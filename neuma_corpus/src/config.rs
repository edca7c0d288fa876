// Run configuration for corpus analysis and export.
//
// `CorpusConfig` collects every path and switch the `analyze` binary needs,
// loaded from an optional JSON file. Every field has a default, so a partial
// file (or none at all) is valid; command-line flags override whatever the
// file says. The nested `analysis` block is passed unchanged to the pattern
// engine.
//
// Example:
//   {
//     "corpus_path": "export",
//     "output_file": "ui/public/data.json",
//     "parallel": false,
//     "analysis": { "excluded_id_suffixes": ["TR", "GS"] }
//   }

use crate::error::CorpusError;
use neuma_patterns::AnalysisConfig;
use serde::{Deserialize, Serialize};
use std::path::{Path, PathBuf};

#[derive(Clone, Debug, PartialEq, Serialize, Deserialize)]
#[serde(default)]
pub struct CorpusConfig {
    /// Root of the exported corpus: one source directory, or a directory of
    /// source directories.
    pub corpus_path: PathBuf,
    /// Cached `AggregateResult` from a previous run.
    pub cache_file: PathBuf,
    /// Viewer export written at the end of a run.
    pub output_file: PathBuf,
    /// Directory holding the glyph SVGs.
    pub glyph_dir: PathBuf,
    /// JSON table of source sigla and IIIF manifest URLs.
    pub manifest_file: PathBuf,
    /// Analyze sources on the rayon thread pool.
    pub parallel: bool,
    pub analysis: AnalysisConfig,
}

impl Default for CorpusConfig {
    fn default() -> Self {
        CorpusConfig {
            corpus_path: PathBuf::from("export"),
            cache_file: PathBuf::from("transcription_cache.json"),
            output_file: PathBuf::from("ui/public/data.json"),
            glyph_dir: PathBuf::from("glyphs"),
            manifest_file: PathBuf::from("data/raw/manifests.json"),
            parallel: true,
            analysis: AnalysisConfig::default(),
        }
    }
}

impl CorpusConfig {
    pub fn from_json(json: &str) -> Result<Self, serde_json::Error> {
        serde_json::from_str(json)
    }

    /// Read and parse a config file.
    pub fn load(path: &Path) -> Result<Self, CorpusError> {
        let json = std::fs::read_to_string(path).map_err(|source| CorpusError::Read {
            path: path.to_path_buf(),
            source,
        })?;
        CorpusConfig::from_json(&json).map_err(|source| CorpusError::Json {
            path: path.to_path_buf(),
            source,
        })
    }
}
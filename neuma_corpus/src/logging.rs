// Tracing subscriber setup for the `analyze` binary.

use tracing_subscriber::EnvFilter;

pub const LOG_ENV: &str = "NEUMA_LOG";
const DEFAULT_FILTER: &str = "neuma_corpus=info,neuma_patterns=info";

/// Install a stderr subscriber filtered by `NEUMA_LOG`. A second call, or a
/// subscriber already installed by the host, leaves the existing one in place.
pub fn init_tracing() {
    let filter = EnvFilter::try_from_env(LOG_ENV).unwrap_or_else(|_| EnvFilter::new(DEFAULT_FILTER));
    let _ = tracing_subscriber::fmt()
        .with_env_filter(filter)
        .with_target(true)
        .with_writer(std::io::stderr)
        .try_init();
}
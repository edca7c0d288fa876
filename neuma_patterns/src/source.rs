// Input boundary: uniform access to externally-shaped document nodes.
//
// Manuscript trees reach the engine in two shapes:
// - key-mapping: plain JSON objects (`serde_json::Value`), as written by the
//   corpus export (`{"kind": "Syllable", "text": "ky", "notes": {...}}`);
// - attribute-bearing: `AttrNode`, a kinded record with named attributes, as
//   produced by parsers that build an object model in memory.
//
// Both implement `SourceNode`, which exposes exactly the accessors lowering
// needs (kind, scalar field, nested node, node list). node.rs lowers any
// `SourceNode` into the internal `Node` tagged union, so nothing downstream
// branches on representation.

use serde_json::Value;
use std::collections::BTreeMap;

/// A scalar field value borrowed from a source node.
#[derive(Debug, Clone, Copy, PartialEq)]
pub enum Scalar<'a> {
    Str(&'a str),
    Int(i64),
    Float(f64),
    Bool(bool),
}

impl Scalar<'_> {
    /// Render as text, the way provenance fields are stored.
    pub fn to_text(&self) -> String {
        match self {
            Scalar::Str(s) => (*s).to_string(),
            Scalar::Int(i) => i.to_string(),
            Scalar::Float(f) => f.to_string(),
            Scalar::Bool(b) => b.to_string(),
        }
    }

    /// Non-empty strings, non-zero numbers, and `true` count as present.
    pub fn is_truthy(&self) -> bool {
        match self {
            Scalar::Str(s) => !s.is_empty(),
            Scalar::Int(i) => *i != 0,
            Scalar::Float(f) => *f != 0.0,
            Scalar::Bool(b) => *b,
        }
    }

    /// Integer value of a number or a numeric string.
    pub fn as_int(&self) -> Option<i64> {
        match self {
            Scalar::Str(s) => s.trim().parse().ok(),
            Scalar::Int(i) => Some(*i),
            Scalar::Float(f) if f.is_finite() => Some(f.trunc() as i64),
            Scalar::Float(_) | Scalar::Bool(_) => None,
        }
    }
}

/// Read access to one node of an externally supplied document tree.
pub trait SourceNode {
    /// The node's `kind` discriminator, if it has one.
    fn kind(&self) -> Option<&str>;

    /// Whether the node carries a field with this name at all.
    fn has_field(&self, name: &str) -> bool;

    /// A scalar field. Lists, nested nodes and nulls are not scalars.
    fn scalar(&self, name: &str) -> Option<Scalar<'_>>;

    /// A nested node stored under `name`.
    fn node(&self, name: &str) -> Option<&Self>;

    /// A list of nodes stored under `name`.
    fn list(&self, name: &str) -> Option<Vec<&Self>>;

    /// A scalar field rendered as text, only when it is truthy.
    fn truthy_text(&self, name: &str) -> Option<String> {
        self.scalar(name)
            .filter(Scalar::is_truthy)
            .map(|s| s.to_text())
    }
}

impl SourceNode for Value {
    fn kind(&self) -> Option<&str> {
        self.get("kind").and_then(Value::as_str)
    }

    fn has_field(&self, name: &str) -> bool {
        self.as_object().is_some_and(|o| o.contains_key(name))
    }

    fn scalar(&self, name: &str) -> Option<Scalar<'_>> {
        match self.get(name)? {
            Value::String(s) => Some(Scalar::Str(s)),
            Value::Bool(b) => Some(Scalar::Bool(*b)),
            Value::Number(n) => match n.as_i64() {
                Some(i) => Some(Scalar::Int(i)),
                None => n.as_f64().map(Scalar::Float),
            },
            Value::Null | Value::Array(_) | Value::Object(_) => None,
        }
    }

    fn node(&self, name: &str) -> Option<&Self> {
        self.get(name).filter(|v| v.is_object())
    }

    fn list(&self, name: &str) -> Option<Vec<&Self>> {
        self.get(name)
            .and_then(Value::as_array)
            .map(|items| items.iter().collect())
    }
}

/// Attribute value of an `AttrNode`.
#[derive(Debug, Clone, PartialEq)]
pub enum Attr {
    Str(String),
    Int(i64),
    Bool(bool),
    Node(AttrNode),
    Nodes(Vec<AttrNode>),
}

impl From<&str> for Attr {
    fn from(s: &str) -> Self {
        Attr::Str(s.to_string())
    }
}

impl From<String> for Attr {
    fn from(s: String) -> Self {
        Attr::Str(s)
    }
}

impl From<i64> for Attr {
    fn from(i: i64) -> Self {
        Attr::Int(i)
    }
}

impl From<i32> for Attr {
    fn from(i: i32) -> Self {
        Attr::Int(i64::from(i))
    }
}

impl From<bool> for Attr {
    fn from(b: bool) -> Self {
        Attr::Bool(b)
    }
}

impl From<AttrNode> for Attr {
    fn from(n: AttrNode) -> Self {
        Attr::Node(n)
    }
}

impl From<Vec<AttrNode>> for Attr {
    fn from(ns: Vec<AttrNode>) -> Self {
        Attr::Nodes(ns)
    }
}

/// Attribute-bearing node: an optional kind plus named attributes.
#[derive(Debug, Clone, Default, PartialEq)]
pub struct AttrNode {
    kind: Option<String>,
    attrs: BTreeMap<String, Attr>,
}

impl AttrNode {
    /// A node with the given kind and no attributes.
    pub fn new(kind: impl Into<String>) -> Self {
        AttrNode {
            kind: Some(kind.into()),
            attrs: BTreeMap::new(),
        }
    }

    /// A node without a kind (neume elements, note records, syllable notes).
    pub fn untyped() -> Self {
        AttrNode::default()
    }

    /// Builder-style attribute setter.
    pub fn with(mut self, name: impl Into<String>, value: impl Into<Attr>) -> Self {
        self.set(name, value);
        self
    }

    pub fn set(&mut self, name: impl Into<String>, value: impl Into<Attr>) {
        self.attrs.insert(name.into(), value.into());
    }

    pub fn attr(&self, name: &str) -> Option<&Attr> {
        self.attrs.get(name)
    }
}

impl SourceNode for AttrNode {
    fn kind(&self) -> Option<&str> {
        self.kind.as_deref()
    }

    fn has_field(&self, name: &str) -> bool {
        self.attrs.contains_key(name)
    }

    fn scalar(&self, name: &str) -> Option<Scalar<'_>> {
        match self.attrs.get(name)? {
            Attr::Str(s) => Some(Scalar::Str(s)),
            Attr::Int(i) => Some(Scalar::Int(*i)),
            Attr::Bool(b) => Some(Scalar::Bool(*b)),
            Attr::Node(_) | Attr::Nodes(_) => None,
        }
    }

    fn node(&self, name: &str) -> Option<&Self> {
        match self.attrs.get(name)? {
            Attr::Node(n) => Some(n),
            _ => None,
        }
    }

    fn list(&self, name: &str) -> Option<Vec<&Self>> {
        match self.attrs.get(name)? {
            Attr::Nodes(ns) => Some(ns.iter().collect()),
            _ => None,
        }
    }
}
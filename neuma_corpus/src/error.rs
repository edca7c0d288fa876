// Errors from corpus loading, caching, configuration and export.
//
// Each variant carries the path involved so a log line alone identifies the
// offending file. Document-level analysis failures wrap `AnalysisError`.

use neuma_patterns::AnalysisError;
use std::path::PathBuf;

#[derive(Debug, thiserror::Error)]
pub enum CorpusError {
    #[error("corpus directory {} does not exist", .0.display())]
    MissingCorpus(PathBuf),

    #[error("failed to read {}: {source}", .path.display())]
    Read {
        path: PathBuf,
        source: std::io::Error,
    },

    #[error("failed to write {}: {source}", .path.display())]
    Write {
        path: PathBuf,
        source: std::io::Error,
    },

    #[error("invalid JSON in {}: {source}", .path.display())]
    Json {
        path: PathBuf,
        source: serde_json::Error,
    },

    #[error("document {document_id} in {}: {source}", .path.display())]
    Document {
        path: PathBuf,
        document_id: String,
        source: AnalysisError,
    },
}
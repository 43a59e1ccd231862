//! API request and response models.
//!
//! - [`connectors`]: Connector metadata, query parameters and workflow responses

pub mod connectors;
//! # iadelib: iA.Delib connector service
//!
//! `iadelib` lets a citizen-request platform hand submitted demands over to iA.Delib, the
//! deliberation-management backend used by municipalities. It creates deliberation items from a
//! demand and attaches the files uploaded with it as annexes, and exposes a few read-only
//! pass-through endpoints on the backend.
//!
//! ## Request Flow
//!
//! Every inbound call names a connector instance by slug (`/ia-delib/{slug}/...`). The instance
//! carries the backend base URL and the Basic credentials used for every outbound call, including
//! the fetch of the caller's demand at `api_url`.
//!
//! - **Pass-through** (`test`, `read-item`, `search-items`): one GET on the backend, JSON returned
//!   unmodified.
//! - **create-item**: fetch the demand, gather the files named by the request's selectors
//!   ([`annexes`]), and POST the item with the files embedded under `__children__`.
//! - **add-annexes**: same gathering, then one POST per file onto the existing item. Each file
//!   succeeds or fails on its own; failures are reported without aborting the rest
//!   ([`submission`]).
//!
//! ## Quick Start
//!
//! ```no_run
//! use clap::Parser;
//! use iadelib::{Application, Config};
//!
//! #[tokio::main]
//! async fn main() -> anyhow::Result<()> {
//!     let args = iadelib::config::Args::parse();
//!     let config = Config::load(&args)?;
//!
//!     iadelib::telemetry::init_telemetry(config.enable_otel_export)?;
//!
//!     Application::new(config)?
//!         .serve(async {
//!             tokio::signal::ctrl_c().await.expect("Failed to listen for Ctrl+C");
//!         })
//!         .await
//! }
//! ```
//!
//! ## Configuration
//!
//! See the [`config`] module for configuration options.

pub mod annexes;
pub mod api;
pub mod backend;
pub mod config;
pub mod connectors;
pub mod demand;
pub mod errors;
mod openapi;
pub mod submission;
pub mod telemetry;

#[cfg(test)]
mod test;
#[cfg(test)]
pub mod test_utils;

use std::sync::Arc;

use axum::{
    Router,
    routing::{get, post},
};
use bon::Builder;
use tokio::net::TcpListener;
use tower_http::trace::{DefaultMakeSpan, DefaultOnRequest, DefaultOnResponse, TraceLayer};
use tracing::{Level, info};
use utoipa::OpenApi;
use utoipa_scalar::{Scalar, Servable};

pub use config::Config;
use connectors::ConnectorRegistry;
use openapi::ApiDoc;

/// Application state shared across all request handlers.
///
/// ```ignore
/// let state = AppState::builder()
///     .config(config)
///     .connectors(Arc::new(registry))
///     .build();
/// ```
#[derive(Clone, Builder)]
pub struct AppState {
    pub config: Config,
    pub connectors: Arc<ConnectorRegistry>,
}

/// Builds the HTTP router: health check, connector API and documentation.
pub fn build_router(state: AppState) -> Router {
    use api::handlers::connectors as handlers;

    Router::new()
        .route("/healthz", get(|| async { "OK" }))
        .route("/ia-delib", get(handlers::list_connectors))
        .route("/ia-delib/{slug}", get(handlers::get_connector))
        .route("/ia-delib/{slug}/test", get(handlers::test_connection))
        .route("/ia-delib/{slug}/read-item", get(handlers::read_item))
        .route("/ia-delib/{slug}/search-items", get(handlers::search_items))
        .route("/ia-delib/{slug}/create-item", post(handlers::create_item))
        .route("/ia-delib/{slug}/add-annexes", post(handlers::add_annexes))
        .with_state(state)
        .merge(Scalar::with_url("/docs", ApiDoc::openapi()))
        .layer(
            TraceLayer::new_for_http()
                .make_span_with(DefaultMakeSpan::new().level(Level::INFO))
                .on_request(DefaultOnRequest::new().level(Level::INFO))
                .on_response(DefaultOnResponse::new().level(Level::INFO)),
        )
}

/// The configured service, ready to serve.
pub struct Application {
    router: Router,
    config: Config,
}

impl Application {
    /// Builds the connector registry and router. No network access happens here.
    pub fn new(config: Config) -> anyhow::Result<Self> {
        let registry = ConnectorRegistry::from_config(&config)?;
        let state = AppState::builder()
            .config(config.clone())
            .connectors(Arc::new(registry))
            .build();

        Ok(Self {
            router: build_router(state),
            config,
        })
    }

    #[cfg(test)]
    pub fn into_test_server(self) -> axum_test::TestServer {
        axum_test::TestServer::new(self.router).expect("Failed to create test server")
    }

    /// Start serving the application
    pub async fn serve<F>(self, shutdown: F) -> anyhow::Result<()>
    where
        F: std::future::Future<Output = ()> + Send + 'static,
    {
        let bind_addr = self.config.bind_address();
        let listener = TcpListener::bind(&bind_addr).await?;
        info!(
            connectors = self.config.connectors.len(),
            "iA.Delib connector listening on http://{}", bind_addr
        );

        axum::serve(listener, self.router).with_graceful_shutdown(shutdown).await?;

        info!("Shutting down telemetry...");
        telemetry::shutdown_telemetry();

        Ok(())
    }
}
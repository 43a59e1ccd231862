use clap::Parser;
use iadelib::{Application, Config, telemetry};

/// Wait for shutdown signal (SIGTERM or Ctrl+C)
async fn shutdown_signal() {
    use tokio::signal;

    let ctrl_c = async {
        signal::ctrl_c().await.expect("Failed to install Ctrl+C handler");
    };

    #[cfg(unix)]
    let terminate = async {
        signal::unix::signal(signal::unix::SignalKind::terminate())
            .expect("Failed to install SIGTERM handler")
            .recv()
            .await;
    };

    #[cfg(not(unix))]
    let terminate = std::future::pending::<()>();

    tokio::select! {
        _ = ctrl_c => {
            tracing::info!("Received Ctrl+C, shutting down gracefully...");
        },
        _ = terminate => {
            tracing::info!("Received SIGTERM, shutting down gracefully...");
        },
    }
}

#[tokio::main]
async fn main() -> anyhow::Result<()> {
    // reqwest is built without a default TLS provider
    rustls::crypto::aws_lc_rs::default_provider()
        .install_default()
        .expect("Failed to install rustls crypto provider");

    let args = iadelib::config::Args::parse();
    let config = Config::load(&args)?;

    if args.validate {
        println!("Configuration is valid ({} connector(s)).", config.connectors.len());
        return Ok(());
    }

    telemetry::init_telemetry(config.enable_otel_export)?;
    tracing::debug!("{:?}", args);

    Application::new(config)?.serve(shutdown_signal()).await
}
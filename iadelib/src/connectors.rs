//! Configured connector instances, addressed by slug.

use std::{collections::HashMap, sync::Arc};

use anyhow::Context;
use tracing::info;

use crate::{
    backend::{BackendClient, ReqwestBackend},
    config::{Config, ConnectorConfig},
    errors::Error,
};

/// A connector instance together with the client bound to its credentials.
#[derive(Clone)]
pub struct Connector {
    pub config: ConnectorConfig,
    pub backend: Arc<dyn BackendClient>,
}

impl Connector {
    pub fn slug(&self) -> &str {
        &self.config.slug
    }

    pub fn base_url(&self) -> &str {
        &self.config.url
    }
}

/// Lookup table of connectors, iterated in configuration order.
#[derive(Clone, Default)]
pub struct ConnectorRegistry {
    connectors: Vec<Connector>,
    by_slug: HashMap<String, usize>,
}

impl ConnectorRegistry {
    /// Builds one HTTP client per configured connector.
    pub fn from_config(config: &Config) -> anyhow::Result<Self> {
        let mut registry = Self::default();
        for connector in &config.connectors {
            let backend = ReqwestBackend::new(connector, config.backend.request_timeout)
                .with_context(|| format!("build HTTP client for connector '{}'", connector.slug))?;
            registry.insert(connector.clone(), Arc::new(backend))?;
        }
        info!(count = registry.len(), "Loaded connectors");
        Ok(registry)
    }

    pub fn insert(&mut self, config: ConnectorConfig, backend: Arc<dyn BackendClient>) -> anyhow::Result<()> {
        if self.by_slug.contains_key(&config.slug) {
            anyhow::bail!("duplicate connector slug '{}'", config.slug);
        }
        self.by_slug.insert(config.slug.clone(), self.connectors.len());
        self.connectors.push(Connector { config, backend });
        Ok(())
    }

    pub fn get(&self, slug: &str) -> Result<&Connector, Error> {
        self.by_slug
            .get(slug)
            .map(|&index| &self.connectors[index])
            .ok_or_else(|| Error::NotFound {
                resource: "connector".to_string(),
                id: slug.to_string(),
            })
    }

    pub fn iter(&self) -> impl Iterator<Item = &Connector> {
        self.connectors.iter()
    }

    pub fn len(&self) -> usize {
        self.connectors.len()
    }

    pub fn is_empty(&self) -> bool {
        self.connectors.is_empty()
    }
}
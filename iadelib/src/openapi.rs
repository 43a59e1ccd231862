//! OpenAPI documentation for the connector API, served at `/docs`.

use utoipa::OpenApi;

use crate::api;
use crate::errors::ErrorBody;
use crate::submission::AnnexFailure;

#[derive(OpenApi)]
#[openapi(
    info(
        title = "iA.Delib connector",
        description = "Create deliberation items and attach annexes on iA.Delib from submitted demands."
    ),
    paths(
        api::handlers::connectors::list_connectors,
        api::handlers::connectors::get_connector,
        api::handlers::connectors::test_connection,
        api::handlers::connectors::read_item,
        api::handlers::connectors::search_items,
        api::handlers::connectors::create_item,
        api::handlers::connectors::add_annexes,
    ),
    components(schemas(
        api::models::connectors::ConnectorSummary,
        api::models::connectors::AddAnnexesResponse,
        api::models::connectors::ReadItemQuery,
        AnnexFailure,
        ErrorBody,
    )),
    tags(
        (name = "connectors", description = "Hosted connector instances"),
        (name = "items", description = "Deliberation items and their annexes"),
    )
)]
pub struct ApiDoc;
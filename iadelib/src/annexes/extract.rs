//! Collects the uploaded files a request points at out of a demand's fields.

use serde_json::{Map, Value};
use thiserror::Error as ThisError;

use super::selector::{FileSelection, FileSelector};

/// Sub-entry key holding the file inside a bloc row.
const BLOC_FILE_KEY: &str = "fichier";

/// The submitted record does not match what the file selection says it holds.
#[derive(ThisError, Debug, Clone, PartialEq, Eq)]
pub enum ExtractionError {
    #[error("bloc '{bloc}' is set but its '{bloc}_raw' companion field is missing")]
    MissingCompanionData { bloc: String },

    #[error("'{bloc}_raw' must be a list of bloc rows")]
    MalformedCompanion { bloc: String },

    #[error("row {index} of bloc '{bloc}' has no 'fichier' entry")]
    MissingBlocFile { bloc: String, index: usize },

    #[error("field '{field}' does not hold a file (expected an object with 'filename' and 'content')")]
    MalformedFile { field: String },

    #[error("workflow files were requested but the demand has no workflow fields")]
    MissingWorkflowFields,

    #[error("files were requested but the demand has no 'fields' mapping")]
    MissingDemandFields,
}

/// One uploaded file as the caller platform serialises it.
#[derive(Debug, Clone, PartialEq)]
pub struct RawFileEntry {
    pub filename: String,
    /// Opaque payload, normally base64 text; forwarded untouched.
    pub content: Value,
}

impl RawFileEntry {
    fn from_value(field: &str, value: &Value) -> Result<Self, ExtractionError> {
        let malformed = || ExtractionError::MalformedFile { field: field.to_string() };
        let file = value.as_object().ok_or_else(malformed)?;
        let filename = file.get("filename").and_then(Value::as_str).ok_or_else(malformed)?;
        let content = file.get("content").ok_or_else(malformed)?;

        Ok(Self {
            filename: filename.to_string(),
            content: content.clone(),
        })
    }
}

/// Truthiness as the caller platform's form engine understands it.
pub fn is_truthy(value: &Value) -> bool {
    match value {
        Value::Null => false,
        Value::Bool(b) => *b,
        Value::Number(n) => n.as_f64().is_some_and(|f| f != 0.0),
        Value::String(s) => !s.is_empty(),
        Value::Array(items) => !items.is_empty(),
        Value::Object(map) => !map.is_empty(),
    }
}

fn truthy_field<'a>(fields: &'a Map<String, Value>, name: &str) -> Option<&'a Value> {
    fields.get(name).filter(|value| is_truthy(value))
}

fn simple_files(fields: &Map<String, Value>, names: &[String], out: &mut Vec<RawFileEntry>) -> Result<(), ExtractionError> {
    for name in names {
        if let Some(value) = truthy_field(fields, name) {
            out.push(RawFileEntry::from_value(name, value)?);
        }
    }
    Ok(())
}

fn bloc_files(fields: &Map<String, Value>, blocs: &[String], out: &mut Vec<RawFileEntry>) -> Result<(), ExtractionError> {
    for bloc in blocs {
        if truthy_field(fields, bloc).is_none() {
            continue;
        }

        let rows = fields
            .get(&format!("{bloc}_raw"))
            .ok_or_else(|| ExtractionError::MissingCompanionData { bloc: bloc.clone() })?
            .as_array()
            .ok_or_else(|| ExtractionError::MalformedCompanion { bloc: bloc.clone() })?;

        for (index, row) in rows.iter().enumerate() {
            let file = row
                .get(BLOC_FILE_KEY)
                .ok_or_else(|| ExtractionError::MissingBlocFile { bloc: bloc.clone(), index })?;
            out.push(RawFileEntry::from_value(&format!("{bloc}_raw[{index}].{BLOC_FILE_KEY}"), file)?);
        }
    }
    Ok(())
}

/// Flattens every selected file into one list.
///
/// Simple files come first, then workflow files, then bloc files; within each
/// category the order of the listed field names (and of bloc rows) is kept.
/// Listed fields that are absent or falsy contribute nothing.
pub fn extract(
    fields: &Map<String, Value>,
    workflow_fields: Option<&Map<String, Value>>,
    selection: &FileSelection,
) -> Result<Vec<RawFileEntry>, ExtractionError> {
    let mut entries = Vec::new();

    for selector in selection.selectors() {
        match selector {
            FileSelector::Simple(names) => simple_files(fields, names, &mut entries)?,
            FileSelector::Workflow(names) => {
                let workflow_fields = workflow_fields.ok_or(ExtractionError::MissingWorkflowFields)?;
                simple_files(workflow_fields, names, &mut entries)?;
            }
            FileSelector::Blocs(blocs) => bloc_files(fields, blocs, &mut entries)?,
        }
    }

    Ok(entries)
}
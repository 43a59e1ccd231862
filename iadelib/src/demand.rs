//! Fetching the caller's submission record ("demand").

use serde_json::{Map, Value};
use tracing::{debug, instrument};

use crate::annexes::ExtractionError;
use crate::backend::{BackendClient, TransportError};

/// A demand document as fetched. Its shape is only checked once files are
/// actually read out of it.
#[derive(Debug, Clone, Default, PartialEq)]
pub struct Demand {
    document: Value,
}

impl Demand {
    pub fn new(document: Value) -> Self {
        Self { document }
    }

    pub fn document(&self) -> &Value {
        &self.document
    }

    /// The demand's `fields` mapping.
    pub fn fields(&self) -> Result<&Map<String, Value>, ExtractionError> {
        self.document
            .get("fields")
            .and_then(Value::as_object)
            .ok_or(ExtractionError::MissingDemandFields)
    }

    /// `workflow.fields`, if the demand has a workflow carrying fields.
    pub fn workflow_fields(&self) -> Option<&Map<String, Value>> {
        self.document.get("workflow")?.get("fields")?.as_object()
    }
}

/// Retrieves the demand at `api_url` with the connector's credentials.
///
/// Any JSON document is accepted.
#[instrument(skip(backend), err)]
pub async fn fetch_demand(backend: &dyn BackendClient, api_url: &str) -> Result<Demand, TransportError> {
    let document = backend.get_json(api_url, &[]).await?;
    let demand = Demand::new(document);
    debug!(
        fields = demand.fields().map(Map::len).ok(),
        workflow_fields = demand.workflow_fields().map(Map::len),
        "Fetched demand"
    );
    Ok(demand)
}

● ● ● ● ●

**Task statement**
Return each line above where the word "were" shows up.

**Response to this exercise**
    #[error("workflow files were requested but the demand has no workflow fields")]
    #[error("files were requested but the demand has no 'fields' mapping")]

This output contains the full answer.